Opnieuw gifgasaanvallen op meisjesscholen in Iran en Oost-Koerdistan

  • Iran en Oost-Koerdistan

De systematische vergiftigingsgolf van schoolmeisjes in Iran en Rojhilat duurt voort. Volgens lokale activisten en verslaggevers werden opnieuw gifgasaanvallen uitgevoerd op meisjesscholen. Volgens de journalist Ammar Goli waren er zaterdag twee aanslagen in de Oost-Koerdische stad Sine (Sanandaj). Tientallen leerlingen van een technische school voor meisjes en een middelbare school klaagden over misselijkheid, brandende ogen en flauwvallen na het ruiken van een vreemde geur van rotte mandarijnen. Minstens vijftien van hen moesten volgens Goli in het ziekenhuis worden opgenomen.

Zaterdag 15 april was er opnieuw sprake van een gifgasaanval op een meisjesschool in Mahabad. De studenten meldden dat hun klaslokalen plotseling naar mandarijnen roken. Ook daar moesten verschillende getroffenen met vergiftigingsverschijnselen naar klinieken worden gebracht.

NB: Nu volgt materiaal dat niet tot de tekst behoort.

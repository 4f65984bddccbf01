//! In-memory entity store
//!
//! Concurrent maps keyed by snowflake. Dispatch steps write here; user
//! callbacks read through `DispatchContext::cache`.

use crate::value::CachedValue;
use chat_core::Snowflake;
use dashmap::DashMap;
use parking_lot::RwLock;
use serde_json::Value;
use std::sync::Arc;

/// Shared cache handle
pub type SharedCache = Arc<Cache>;

/// Entity cache for guilds, channels, threads, voice states and the
/// connected user
#[derive(Debug, Default)]
pub struct Cache {
    guilds: DashMap<Snowflake, CachedValue>,
    channels: DashMap<Snowflake, GuildScoped>,
    threads: DashMap<Snowflake, GuildScoped>,
    /// Keyed by (guild id, user id)
    voice_states: DashMap<(Snowflake, Snowflake), CachedValue>,
    self_user: RwLock<Option<CachedValue>>,
}

impl Cache {
    #[must_use]
    pub fn new() -> Self {
        Self::default()
    }

    #[must_use]
    pub fn shared() -> SharedCache {
        Arc::new(Self::new())
    }

    // ==================== Guilds ====================

    #[must_use]
    pub fn guild(&self, id: Snowflake) -> Option<CachedValue> {
        self.guilds.get(&id).map(|entry| entry.value().clone())
    }

    pub fn insert_guild(&self, id: Snowflake, value: CachedValue) -> Option<CachedValue> {
        self.guilds.insert(id, value)
    }

    /// Remove a guild together with its channels, threads and voice states
    pub fn remove_guild(&self, id: Snowflake) -> Option<CachedValue> {
        self.channels.retain(|_, entry| entry.guild_id != Some(id));
        self.threads.retain(|_, entry| entry.guild_id != Some(id));
        self.voice_states.retain(|(guild_id, _), _| *guild_id != id);
        let removed = self.guilds.remove(&id).map(|(_, value)| value);
        if removed.is_some() {
            tracing::trace!(guild_id = %id, "Evicted guild from cache");
        }
        removed
    }

    #[must_use]
    pub fn guild_count(&self) -> usize {
        self.guilds.len()
    }

    #[must_use]
    pub fn guild_ids(&self) -> Vec<Snowflake> {
        self.guilds.iter().map(|entry| *entry.key()).collect()
    }

    // ==================== Channels ====================

    #[must_use]
    pub fn channel(&self, id: Snowflake) -> Option<CachedValue> {
        self.channels.get(&id).map(|entry| entry.value.clone())
    }

    /// Insert a channel, remembering its guild for eviction
    pub fn insert_channel(
        &self,
        id: Snowflake,
        guild_id: Option<Snowflake>,
        value: CachedValue,
    ) -> Option<CachedValue> {
        self.channels
            .insert(id, GuildScoped { guild_id, value })
            .map(|previous| previous.value)
    }

    pub fn remove_channel(&self, id: Snowflake) -> Option<CachedValue> {
        self.channels.remove(&id).map(|(_, entry)| entry.value)
    }

    #[must_use]
    pub fn channel_count(&self) -> usize {
        self.channels.len()
    }

    // ==================== Threads ====================

    #[must_use]
    pub fn thread(&self, id: Snowflake) -> Option<CachedValue> {
        self.threads.get(&id).map(|entry| entry.value.clone())
    }

    pub fn insert_thread(
        &self,
        id: Snowflake,
        guild_id: Option<Snowflake>,
        value: CachedValue,
    ) -> Option<CachedValue> {
        self.threads
            .insert(id, GuildScoped { guild_id, value })
            .map(|previous| previous.value)
    }

    pub fn remove_thread(&self, id: Snowflake) -> Option<CachedValue> {
        self.threads.remove(&id).map(|(_, entry)| entry.value)
    }

    #[must_use]
    pub fn thread_count(&self) -> usize {
        self.threads.len()
    }

    // ==================== Voice states ====================

    #[must_use]
    pub fn voice_state(&self, guild_id: Snowflake, user_id: Snowflake) -> Option<CachedValue> {
        self.voice_states
            .get(&(guild_id, user_id))
            .map(|entry| entry.value().clone())
    }

    pub fn insert_voice_state(
        &self,
        guild_id: Snowflake,
        user_id: Snowflake,
        value: CachedValue,
    ) -> Option<CachedValue> {
        self.voice_states.insert((guild_id, user_id), value)
    }

    pub fn remove_voice_state(
        &self,
        guild_id: Snowflake,
        user_id: Snowflake,
    ) -> Option<CachedValue> {
        self.voice_states
            .remove(&(guild_id, user_id))
            .map(|(_, value)| value)
    }

    /// Voice states of one guild
    #[must_use]
    pub fn guild_voice_states(&self, guild_id: Snowflake) -> Vec<(Snowflake, CachedValue)> {
        self.voice_states
            .iter()
            .filter(|entry| entry.key().0 == guild_id)
            .map(|entry| (entry.key().1, entry.value().clone()))
            .collect()
    }

    #[must_use]
    pub fn voice_state_count(&self) -> usize {
        self.voice_states.len()
    }

    // ==================== Self user ====================

    #[must_use]
    pub fn self_user(&self) -> Option<CachedValue> {
        self.self_user.read().clone()
    }

    pub fn set_self_user(&self, value: CachedValue) -> Option<CachedValue> {
        self.self_user.write().replace(value)
    }

    /// Drop every cached entry
    pub fn clear(&self) {
        self.guilds.clear();
        self.channels.clear();
        self.threads.clear();
        self.voice_states.clear();
        *self.self_user.write() = None;
    }
}

#[derive(Debug)]
struct GuildScoped {
    guild_id: Option<Snowflake>,
    value: CachedValue,
}

/// Read a snowflake field from raw event data
#[must_use]
pub fn snowflake_field(data: &Value, field: &str) -> Option<Snowflake> {
    data.get(field).and_then(Snowflake::from_json)
}

#[cfg(test)]
mod tests {
    use super::*;
    use serde_json::json;

    fn id(value: u64) -> Snowflake {
        Snowflake::new(value)
    }

    #[test]
    fn test_guild_insert_and_get() {
        let cache = Cache::new();
        assert!(cache.guild(id(1)).is_none());

        cache.insert_guild(id(1), CachedValue::raw(json!({"id": "1", "name": "rust"})));
        let guild = cache.guild(id(1)).unwrap();
        assert_eq!(guild.as_raw().unwrap()["name"], "rust");
        assert_eq!(cache.guild_count(), 1);
    }

    #[test]
    fn test_insert_replaces_previous() {
        let cache = Cache::new();
        cache.insert_channel(id(5), None, CachedValue::raw(json!({"name": "old"})));
        let previous = cache.insert_channel(id(5), None, CachedValue::raw(json!({"name": "new"})));

        assert_eq!(previous.unwrap().as_raw().unwrap()["name"], "old");
        assert_eq!(cache.channel(id(5)).unwrap().as_raw().unwrap()["name"], "new");
    }

    #[test]
    fn test_remove_guild_evicts_children() {
        let cache = Cache::new();
        cache.insert_guild(id(1), CachedValue::raw(json!({"id": "1"})));
        cache.insert_channel(id(10), Some(id(1)), CachedValue::raw(json!({"id": "10"})));
        cache.insert_channel(id(11), Some(id(2)), CachedValue::raw(json!({"id": "11"})));
        cache.insert_thread(id(20), Some(id(1)), CachedValue::raw(json!({"id": "20"})));
        cache.insert_voice_state(id(1), id(100), CachedValue::raw(json!({})));
        cache.insert_voice_state(id(2), id(100), CachedValue::raw(json!({})));

        assert!(cache.remove_guild(id(1)).is_some());
        assert!(cache.channel(id(10)).is_none());
        assert!(cache.channel(id(11)).is_some());
        assert!(cache.thread(id(20)).is_none());
        assert!(cache.voice_state(id(1), id(100)).is_none());
        assert!(cache.voice_state(id(2), id(100)).is_some());
    }

    #[test]
    fn test_guild_voice_states() {
        let cache = Cache::new();
        cache.insert_voice_state(id(1), id(100), CachedValue::raw(json!({})));
        cache.insert_voice_state(id(1), id(101), CachedValue::raw(json!({})));
        cache.insert_voice_state(id(2), id(100), CachedValue::raw(json!({})));

        assert_eq!(cache.guild_voice_states(id(1)).len(), 2);
        assert_eq!(cache.voice_state_count(), 3);
        assert!(cache.remove_voice_state(id(1), id(100)).is_some());
        assert_eq!(cache.guild_voice_states(id(1)).len(), 1);
    }

    #[test]
    fn test_self_user_and_clear() {
        let cache = Cache::new();
        assert!(cache.set_self_user(CachedValue::raw(json!({"id": "7"}))).is_none());
        assert!(cache.self_user().is_some());

        cache.insert_guild(id(1), CachedValue::raw(json!({})));
        cache.clear();
        assert!(cache.self_user().is_none());
        assert_eq!(cache.guild_count(), 0);
    }

    #[test]
    fn test_snowflake_field() {
        let data = json!({"guild_id": "42", "user_id": 7});
        assert_eq!(snowflake_field(&data, "guild_id"), Some(id(42)));
        assert_eq!(snowflake_field(&data, "user_id"), Some(id(7)));
        assert_eq!(snowflake_field(&data, "missing"), None);
    }
}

Het exacte aantal is onduidelijk.

In verschillende steden in het hele land gingen zaterdag veel mensen de straat op om te protesteren tegen de gifgasaanvallen op meisjesscholen. In de centrale Iraanse stad Shahinshahr in de provincie Isfahan, bijvoorbeeld, verzamelden ouders, studenten en leden van de “Jin, Jiyan, Azadî”( “Vrouw, Leven, Vrijheid”) -opstand zich voor het onderwijsadministratiegebouw en riepen: “We willen geen kind- moordregime”, meldde het online portaal 1500tasvir. Het regime gebruikte traangas tegen de demonstranten, zoals te zien is op video’s. Ondertussen was er volgens 1500tasvir opnieuw een chemische gasaanval op een school in Izeh, een stad in de zuidwestelijke provincie Khuzestan.

De eerste meldingen kwamen in november

Al in november werden de eerste gevallen van vergiftiging op scholen gemeld – bijna uitsluitend in instellingen voor meisjes, waar de schoolmeisjes de afgelopen maanden bijzonder heftig hadden geprotesteerd tegen het regime. Hele bussen met vergiftigde meisjes stopten voor de spoedeisende hulp en scholen in 28 van de 31 provincies van het land werden getroffen. De schoolmeisjes klaagden over duizeligheid, misselijkheid, braken, hoofdpijn, kortademigheid en zelfs flauwvallen na het horen van een vreemde geur van rotte eieren of mandarijnen. had waargenomen.

Het in de VS gevestigde Human Rights Activists News Agency (HRANA) meldde onlangs dat tot 7.000 meisjes werden vergiftigd bij meer dan 200 aanvallen. De Islamitische Republiek, die een goed uitgerust veiligheidsapparaat heeft, blijft vreemd genoeg inactief. Tot nu toe zijn er geen arrestaties geweest. President Ebrahim Raisi beweerde onlangs dat “buitenlandse vijanden van de Republiek Iran” verantwoordelijk waren voor de aanslagen. Minister van Volksgezondheid Bahram Einollahi kondigde weken geleden aan dat het niet zijn taak was om uit te zoeken waar het “milde gas” vandaan kwam en of het met opzet de klaslokalen werd binnengebracht.

Eerste dodelijk slachtoffer: 16-jarige Koerd uit Kamyaran

Gezien deze verklaringen zien mensenrechtenorganisaties hun veronderstelling versterkt dat het regime zelf aan het werk is bij de aanslagen. Er is buiten de staat geen groep in Iran die in staat zou zijn om gedurende een periode van maanden een reeks aanvallen op deze verreikende schaal uit te voeren en toch onopgemerkt te blijven. Een week geleden maakte de reeks aanslagen haar eerste slachtoffer: Karo Pashabadi, een 16-jarige Koerdische jongen die werd geboren in Kamyaran en gewond raakte bij een gifgasaanval op zijn school in Teheran op 15 maart.